___ Data records ___

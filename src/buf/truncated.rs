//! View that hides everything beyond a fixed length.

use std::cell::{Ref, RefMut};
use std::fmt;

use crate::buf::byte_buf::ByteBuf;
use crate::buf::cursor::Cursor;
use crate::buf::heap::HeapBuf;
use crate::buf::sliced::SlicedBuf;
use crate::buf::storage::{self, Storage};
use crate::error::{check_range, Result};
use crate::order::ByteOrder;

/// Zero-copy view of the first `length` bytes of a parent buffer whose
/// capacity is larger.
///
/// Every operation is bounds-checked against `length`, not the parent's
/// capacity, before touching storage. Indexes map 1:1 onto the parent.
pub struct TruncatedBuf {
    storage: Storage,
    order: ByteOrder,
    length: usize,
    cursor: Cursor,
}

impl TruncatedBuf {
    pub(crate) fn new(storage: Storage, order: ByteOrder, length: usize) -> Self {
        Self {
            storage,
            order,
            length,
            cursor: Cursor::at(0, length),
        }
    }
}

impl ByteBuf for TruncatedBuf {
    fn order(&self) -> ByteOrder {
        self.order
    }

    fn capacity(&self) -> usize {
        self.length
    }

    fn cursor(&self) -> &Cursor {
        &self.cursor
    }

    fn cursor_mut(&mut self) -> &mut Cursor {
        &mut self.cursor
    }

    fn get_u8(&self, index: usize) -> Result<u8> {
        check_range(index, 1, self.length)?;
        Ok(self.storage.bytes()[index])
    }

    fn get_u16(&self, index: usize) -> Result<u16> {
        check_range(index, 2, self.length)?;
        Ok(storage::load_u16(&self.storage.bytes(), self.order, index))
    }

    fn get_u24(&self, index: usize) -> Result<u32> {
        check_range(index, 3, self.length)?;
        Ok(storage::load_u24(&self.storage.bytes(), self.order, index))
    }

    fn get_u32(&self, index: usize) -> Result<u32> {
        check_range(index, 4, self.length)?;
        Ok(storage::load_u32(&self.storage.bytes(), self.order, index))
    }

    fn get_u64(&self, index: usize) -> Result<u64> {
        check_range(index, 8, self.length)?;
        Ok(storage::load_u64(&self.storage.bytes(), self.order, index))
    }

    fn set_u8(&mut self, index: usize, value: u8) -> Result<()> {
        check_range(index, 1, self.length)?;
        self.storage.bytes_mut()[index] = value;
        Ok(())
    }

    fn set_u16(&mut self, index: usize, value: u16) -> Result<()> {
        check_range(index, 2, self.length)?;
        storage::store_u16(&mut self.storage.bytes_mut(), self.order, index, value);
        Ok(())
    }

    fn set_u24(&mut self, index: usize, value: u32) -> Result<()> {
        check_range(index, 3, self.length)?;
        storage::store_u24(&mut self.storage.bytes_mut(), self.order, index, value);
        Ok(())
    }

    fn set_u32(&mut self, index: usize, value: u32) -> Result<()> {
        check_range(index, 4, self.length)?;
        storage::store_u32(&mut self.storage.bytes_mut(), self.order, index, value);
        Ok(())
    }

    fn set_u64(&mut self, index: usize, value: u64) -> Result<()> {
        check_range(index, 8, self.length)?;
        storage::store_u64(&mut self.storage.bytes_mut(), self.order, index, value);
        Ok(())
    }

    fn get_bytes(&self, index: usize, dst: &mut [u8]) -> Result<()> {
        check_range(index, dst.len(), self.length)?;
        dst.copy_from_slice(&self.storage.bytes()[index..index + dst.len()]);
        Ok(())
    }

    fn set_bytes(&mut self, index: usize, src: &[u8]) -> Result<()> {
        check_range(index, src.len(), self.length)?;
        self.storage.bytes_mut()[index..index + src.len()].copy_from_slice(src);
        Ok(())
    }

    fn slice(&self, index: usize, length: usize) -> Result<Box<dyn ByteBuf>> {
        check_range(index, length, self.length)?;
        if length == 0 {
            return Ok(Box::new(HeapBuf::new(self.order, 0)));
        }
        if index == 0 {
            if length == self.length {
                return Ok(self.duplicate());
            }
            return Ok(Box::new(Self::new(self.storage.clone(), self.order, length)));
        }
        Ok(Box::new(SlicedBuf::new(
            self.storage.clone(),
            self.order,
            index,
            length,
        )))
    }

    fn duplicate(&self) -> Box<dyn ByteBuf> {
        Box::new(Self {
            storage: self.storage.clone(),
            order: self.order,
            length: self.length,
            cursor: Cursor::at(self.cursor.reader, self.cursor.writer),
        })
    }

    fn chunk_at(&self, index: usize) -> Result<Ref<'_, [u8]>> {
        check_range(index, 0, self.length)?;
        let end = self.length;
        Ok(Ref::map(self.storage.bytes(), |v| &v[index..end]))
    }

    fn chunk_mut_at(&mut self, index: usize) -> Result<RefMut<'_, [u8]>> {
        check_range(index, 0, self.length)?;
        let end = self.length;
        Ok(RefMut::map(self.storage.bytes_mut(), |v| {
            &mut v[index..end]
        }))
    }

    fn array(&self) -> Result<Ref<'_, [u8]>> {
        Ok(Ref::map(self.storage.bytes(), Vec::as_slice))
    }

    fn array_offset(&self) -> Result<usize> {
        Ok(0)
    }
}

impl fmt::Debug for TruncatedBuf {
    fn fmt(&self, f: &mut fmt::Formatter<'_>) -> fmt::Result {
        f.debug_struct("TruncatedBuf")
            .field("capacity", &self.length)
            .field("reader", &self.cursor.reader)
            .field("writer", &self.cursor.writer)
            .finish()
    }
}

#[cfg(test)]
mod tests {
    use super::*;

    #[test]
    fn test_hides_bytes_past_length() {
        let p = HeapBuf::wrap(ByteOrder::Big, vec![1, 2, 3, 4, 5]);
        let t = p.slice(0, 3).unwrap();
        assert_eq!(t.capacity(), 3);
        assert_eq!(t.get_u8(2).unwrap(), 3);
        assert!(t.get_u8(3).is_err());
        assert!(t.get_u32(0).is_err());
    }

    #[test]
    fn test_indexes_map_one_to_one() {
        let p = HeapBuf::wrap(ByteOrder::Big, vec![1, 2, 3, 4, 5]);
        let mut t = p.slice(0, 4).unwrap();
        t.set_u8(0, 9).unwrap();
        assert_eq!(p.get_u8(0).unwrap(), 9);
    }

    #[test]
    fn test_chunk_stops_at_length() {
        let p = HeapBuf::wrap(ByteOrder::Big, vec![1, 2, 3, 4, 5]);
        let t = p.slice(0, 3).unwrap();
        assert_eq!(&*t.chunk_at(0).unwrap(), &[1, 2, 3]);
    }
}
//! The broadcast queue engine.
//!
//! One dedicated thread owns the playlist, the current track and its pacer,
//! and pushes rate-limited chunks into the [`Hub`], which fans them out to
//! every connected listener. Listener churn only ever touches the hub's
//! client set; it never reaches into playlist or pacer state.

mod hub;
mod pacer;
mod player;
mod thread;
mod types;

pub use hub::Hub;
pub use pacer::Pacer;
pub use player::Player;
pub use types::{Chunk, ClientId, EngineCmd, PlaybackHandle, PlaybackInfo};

___
___ Data records ___

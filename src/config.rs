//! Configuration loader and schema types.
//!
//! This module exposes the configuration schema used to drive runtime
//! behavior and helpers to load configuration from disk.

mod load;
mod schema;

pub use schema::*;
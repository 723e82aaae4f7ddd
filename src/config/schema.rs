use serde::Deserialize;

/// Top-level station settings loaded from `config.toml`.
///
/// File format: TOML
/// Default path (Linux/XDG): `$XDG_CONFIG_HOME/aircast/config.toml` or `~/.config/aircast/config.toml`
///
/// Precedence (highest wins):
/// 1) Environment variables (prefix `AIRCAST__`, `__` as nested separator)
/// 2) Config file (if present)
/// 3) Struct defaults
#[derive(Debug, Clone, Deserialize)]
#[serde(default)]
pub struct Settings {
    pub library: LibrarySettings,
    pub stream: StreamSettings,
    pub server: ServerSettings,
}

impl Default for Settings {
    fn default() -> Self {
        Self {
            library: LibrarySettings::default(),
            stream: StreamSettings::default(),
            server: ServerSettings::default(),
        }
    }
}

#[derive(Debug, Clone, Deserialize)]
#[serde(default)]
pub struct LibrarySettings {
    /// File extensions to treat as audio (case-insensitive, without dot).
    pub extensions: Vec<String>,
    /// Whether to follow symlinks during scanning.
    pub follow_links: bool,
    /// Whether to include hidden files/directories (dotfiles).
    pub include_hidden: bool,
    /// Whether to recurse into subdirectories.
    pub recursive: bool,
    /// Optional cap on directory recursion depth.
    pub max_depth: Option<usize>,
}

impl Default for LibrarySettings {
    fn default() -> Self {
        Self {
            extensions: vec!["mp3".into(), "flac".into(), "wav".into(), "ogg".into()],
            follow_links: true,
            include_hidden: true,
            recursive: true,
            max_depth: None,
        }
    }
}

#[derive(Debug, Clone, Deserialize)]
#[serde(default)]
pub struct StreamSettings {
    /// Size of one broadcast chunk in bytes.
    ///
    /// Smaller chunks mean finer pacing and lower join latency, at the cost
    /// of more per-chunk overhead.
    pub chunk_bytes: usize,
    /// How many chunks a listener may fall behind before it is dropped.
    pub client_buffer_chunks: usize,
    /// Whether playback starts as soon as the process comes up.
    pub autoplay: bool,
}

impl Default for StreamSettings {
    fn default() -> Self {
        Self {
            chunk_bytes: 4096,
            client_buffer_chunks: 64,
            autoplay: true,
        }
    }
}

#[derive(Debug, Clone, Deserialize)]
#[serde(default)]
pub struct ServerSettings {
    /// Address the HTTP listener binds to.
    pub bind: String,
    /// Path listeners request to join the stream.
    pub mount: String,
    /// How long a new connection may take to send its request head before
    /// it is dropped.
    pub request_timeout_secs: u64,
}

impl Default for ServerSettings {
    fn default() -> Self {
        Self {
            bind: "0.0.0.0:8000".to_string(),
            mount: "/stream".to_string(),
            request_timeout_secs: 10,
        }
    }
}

___
___ Data records ___

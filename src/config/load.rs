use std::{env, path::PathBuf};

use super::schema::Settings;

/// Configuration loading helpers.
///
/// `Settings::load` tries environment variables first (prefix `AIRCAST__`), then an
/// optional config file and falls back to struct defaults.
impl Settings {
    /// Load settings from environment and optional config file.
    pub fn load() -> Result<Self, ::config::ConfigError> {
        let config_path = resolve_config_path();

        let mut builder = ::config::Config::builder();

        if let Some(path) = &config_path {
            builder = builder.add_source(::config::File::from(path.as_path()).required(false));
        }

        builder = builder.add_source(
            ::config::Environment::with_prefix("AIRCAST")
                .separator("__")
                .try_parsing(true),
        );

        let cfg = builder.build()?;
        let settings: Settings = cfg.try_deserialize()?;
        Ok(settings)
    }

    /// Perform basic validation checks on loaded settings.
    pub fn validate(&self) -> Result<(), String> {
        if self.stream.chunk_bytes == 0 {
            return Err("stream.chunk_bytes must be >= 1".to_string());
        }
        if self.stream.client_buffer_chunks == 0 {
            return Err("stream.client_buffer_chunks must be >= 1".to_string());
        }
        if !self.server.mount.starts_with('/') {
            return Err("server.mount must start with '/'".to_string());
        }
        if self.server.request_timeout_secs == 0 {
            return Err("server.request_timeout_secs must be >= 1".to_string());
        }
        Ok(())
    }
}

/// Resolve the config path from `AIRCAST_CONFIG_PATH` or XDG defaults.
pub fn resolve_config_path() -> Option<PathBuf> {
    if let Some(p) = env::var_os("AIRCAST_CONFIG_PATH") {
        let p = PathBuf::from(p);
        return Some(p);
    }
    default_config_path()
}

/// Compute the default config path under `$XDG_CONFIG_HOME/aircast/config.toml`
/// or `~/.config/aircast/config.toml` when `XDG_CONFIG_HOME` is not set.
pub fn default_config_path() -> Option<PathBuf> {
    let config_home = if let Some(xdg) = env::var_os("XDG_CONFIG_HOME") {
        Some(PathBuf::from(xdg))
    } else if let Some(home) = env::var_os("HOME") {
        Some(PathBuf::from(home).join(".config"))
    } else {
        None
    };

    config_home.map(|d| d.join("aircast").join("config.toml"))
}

___

> Your assignment
I'd like the lines above from the one with "Ok(storage::load_u64(&self.storage.bytes(), self.order, index))" up to and including the one with "if index == 0" copied exactly, with no other lines.

> Solution to the problem
        Ok(storage::load_u64(&self.storage.bytes(), self.order, index))
    }

    fn set_u8(&mut self, index: usize, value: u8) -> Result<()> {
        check_range(index, 1, self.length)?;
        self.storage.bytes_mut()[index] = value;
        Ok(())
    }

    fn set_u16(&mut self, index: usize, value: u16) -> Result<()> {
        check_range(index, 2, self.length)?;
        storage::store_u16(&mut self.storage.bytes_mut(), self.order, index, value);
        Ok(())
    }

    fn set_u24(&mut self, index: usize, value: u32) -> Result<()> {
        check_range(index, 3, self.length)?;
        storage::store_u24(&mut self.storage.bytes_mut(), self.order, index, value);
        Ok(())
    }

    fn set_u32(&mut self, index: usize, value: u32) -> Result<()> {
        check_range(index, 4, self.length)?;
        storage::store_u32(&mut self.storage.bytes_mut(), self.order, index, value);
        Ok(())
    }

    fn set_u64(&mut self, index: usize, value: u64) -> Result<()> {
        check_range(index, 8, self.length)?;
        storage::store_u64(&mut self.storage.bytes_mut(), self.order, index, value);
        Ok(())
    }

    fn get_bytes(&self, index: usize, dst: &mut [u8]) -> Result<()> {
        check_range(index, dst.len(), self.length)?;
        dst.copy_from_slice(&self.storage.bytes()[index..index + dst.len()]);
        Ok(())
    }

    fn set_bytes(&mut self, index: usize, src: &[u8]) -> Result<()> {
        check_range(index, src.len(), self.length)?;
        self.storage.bytes_mut()[index..index + src.len()].copy_from_slice(src);
        Ok(())
    }

    fn slice(&self, index: usize, length: usize) -> Result<Box<dyn ByteBuf>> {
        check_range(index, length, self.length)?;
        if length == 0 {
            return Ok(Box::new(HeapBuf::new(self.order, 0)));
        }
        if index == 0 {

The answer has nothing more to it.